- Task requirements: From the entries below, return every line that includes the word "NULL".

START Raw data

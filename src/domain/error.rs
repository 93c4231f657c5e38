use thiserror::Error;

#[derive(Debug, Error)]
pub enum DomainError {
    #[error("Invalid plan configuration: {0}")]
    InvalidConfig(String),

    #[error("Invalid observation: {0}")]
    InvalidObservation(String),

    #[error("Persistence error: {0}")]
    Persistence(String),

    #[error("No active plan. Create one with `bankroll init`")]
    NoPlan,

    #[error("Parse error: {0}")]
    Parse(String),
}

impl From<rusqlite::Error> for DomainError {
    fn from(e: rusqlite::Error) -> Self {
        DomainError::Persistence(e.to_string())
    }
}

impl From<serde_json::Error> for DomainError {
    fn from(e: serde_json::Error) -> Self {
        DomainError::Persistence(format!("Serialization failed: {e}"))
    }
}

END Raw data
START Raw data

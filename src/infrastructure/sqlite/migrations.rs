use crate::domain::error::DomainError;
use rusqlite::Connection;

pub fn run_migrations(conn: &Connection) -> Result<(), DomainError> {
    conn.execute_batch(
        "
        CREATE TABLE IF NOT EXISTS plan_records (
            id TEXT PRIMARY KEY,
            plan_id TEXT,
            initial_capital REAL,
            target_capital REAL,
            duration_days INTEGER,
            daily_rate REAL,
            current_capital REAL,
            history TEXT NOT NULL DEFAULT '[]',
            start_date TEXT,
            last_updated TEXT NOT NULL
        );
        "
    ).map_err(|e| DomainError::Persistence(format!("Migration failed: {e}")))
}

END Raw data

- Task result:
            history TEXT NOT NULL DEFAULT '[]',
            last_updated TEXT NOT NULL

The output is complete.